Table 6. The multi-step-ahead forecasting accuracy (sMAPE) of the examined DL models compared with that of the standards for comparison and their ensembles considering a rolling origin evaluation approach.

5. DL methods: Advantages and drawbacks

Selecting and optimizing the most accurate forecasting model has fundamentally changed over the last 60 years. In his excellent paper “A brief history of forecasting competitions,” Hyndman (Citation2020) quotes the comments made by two discussants of the Makridakis et al. (Citation1979) study to illustrate the thinking of the time (Makridakis et al., Citation1979). The first discussant commented “The combined forecasting methods seem to me to be non-starters… Is a combined method not in danger of falling between two stools?,” while the second added “The authors’ suggestion about combining different forecasts is an interesting one, but its validity would seem to depend on the assumption that the model used in the Box-Jenkins approach is inadequate – for otherwise, the Box-Jenkins forecast alone would be optimal.

Hyndman continues his review with what can be described as the dominant approach of that time that required identifying judgmentally the most appropriate model for each time series, suggesting that way a strong bias against automatic forecasting procedures, as expressed by Jenkins: “The fact remains that model building is best done by the human brain and is inevitably an iterative process.

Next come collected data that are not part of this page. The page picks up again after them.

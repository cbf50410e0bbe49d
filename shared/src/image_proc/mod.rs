//! Image processing utilities shared across the workspace

pub mod noise;

pub use noise::{add_constant_background, add_poisson_background, NoiseError};
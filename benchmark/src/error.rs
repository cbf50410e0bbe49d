//! Error types for scene construction, rendering and file generation

use shared::fits::FitsError;
use shared::image_proc::NoiseError;
use shared::output::OutputError;
use thiserror::Error;

/// A scene parameter was given a value outside its valid range.
///
/// Raised at assignment time, never deferred to rendering.
#[derive(Error, Debug, Clone, PartialEq)]
pub enum ValidationError {
    #[error("Relative flux must have {expected} entries, got {actual}")]
    WrongBandCount { expected: usize, actual: usize },
    #[error("Relative flux of the reference band (index {band}) must be 1, got {value}")]
    ReferenceBandNotUnity { band: usize, value: f64 },
    #[error("{parameter} must be {expected}, got {value}")]
    OutOfRange {
        parameter: &'static str,
        expected: &'static str,
        value: f64,
    },
}

/// A test case is internally consistent but cannot be exported
#[derive(Error, Debug, Clone, PartialEq)]
pub enum ConfigurationError {
    #[error("Test case has {count} light sources, the ground-truth header holds at most {max}")]
    TooManySources { count: usize, max: usize },
}

#[derive(Error, Debug)]
pub enum RenderError {
    #[error("Band index {0} is out of range")]
    BandOutOfRange(usize),
    #[error("Cannot draw a photon count with mean {0}")]
    InvalidPhotonMean(f64),
    #[error("Sky background error: {0}")]
    Noise(#[from] NoiseError),
}

/// Failure anywhere in a generation batch; aborts the whole run
#[derive(Error, Debug)]
pub enum GenerateError {
    #[error("Unknown test case {0:?}")]
    UnknownCase(String),
    #[error("Test case {case} is misconfigured: {source}")]
    Validation {
        case: String,
        #[source]
        source: ValidationError,
    },
    #[error("Test case {case}: {source}")]
    Configuration {
        case: String,
        #[source]
        source: ConfigurationError,
    },
    #[error("Test case {case} failed to render: {source}")]
    Render {
        case: String,
        #[source]
        source: RenderError,
    },
    #[error("No test cases selected")]
    NoCases,
    #[error("FITS error: {0}")]
    Fits(#[from] FitsError),
    #[error("Output error: {0}")]
    Output(#[from] OutputError),
}
//! Photon-shooting renderer: light profiles, pixel grids, coordinates and randomness

pub mod grid;
pub mod profile;
pub mod rng;
pub mod wcs;

pub use grid::PixelGrid;
pub use profile::{shear_matrix, LightProfile, PhotonDrawSummary};
pub use rng::RandomStream;
pub use wcs::PixelScaleWcs;
#![doc = include_str!("../README.md")]

#[doc(inline)]
pub use imgsim_image as image;

#[doc(inline)]
pub use imgsim_imgproc as imgproc;

#[doc(inline)]
pub use imgsim_io as io;
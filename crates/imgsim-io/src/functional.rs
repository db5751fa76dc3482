use std::path::Path;

use imgsim_image::{Image, ImageSize};

use crate::error::IoError;

fn open_any(file_path: &Path) -> Result<image::DynamicImage, IoError> {
    // verify the file exists
    if !file_path.exists() {
        return Err(IoError::FileDoesNotExist(file_path.to_path_buf()));
    }

    // detect the format from the content rather than the extension
    let img = image::ImageReader::open(file_path)?
        .with_guessed_format()?
        .decode()?;

    log::debug!(
        "decoded {} ({}x{}, {:?})",
        file_path.display(),
        img.width(),
        img.height(),
        img.color()
    );

    Ok(img)
}

/// Reads an image from the given file path as RGB8.
///
/// The method tries to read from any image format supported by the image crate.
/// Alpha channels are dropped and grayscale images are replicated across the
/// three channels.
///
/// # Arguments
///
/// * `file_path` - The path to a valid image file.
///
/// # Returns
///
/// An RGB8 image containing the image data.
pub fn read_image_any_rgb8(file_path: impl AsRef<Path>) -> Result<Image<u8, 3>, IoError> {
    let img = open_any(file_path.as_ref())?;

    let size = ImageSize {
        width: img.width() as usize,
        height: img.height() as usize,
    };

    Ok(Image::new(size, img.into_rgb8().into_raw())?)
}

/// Reads an image from the given file path as a single channel (mono8) image.
///
/// Color images are reduced to luma by the image crate, which uses the
/// Rec. 709 weights. Use [`read_image_any_rgb8`] together with
/// `imgsim_imgproc::color::gray_from_rgb_u8` for the Rec. 601 luminance used by
/// the metrics pipeline.
///
/// # Arguments
///
/// * `file_path` - The path to a valid image file.
pub fn read_image_any_mono8(file_path: impl AsRef<Path>) -> Result<Image<u8, 1>, IoError> {
    let img = open_any(file_path.as_ref())?;

    let size = ImageSize {
        width: img.width() as usize,
        height: img.height() as usize,
    };

    Ok(Image::new(size, img.into_luma8().into_raw())?)
}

Gradually, combining the forecasts of more than one methods was accepted as a useful alternative to using a single one (Claeskens et al., Citation2016) while automatic selection of the most appropriate model became a common practice (Fildes & Petropoulos, Citation2015; Spiliotis et al., Citation2020a). Yet, combining and automatic model selection are just two parts of how DL models work nowadays. All four of the GluonTS and the two N-BEATS forecasting models have two main things in common. First, the forecasts are produced without specifying an underlying data generating process (e.g., in terms of trend and seasonality). The users do determine the hyper-parameters of the models to facilitate training, but after specifying these values, data relationships are found in an automatic way without making any assumptions about the data patterns. The optimization of the NN weights, which are responsible for deriving the final forecasts, is done starting with some initial values that are improved with each additional iteration in order to arrive at an “optimal” model. Second, a large number of such models are used in an ensemble to provide more robust and accurate performance. Overall, state-of-the-art DL models can be effectively trained in order to become accurate forecasting tools, and, when several models are combined, further accuracy improvements are to be expected. On the other hand, the construction of accurate DL forecasting models is more like an art, depending heavily on the skills, the experience, and the background of the forecaster, meaning human brain and judgment are still relevant for building accurate models (Barker, Citation2020). However, once the hyper-parameters have been set, forecasting using DL becomes rather automated.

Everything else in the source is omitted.